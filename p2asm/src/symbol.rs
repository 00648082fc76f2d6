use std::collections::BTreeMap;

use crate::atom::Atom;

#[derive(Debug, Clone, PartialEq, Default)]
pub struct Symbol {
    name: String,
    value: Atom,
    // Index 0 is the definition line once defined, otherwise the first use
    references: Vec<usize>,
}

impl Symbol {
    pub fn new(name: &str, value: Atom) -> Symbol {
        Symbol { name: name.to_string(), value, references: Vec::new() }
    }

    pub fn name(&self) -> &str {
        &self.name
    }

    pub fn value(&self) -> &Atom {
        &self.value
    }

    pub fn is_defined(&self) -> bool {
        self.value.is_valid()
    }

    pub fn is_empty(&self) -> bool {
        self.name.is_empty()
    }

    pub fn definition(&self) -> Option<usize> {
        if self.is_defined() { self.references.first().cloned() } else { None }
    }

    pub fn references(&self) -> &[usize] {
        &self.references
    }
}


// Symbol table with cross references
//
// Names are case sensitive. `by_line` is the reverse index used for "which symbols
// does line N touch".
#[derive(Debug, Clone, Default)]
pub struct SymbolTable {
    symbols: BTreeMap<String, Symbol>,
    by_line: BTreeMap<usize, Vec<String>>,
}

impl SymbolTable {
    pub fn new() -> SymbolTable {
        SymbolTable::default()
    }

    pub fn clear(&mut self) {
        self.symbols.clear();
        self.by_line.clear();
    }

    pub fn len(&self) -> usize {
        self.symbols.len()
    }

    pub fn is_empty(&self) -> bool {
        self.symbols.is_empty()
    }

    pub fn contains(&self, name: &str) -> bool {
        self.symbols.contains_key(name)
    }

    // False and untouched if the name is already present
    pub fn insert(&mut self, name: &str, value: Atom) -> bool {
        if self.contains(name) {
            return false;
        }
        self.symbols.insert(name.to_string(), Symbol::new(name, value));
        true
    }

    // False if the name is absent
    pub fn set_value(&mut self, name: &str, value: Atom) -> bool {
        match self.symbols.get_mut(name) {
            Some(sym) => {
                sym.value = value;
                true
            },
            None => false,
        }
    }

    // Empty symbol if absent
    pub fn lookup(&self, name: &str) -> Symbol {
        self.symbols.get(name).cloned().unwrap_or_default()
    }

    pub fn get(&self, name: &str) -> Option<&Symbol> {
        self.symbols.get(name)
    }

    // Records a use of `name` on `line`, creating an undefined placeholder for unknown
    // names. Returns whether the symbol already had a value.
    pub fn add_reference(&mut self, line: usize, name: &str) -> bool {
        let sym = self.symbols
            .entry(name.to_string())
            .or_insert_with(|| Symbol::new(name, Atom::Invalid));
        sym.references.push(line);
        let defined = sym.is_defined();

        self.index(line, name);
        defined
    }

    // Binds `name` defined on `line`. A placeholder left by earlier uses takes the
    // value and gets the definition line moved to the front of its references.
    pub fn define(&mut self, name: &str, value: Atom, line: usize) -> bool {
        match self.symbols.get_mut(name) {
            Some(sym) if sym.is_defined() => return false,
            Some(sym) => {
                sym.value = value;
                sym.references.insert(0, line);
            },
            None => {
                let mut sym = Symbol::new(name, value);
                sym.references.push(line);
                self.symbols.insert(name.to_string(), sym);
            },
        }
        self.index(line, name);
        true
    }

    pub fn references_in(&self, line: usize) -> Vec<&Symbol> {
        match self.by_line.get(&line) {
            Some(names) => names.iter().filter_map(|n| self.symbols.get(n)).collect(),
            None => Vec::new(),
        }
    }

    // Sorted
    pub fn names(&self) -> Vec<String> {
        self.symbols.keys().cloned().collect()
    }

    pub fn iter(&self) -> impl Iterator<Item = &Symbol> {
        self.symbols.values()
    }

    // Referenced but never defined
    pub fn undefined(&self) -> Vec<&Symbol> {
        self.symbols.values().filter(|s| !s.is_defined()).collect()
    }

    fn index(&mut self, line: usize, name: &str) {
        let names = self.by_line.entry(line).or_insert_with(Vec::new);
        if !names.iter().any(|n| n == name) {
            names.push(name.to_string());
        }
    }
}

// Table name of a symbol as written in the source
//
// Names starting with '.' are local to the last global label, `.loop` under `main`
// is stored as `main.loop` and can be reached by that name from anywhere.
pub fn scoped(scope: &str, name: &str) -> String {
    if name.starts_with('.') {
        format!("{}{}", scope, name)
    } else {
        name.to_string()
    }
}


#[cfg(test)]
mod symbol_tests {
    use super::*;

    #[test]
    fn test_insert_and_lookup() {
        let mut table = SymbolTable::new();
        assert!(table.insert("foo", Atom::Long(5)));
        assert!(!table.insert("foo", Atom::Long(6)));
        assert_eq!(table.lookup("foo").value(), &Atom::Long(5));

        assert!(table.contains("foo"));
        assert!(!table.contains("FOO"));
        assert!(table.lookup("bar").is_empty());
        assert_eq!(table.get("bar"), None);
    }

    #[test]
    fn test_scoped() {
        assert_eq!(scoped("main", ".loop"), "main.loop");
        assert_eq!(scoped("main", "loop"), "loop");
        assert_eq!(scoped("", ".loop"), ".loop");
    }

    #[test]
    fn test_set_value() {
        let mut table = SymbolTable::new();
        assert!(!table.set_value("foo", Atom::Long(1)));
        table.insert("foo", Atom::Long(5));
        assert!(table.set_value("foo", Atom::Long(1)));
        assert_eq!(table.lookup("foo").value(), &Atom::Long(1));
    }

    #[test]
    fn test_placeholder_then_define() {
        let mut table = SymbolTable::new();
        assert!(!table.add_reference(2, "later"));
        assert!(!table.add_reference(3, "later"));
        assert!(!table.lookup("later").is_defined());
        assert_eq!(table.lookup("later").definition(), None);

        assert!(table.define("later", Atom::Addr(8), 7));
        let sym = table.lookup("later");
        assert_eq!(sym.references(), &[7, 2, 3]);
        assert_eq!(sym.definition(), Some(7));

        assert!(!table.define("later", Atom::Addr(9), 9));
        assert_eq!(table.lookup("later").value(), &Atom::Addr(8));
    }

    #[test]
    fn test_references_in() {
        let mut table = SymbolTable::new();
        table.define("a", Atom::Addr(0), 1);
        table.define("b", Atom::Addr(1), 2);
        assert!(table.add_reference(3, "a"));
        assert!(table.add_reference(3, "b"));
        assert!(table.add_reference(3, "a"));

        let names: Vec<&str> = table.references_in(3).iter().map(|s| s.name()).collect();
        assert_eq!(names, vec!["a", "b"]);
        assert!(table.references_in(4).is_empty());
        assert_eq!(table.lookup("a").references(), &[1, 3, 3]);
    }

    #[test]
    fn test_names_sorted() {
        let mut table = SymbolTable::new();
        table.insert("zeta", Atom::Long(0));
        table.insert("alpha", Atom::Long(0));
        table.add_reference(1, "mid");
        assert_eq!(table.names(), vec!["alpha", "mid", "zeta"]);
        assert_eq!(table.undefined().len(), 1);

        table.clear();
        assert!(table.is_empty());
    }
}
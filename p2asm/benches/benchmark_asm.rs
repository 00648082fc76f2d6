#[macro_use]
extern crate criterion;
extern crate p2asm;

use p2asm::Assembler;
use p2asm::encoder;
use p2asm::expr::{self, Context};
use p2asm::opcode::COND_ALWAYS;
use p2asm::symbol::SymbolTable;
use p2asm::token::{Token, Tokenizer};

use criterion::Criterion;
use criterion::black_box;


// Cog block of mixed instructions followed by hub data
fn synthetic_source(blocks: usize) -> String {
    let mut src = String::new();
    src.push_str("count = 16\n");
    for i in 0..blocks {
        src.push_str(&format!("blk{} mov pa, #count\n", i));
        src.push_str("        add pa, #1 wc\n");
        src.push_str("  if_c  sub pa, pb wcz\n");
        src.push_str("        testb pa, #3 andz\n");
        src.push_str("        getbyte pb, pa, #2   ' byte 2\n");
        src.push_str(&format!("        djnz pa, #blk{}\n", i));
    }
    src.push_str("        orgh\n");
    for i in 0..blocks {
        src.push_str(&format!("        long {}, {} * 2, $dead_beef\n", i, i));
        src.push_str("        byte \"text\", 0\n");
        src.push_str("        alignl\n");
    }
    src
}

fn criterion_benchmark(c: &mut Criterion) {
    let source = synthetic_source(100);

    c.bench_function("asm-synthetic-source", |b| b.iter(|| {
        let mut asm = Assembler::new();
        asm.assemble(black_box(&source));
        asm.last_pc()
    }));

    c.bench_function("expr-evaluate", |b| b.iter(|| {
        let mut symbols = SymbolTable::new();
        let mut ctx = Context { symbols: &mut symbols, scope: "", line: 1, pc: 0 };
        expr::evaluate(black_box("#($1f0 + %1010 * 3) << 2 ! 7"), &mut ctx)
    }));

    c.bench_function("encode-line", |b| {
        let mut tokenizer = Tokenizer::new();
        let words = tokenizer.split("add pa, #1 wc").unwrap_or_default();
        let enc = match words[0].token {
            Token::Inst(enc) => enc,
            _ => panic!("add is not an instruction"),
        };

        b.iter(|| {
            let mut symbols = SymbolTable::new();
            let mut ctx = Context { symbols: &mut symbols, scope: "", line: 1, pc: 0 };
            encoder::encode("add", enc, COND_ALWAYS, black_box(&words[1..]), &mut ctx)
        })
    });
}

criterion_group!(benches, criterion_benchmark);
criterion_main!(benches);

■ INSTRUCTIONS FOR THE TASK ■
From the material above, report how many lines contain the word "values", giving only the number.

■ REPLY TO THE TASK ■
2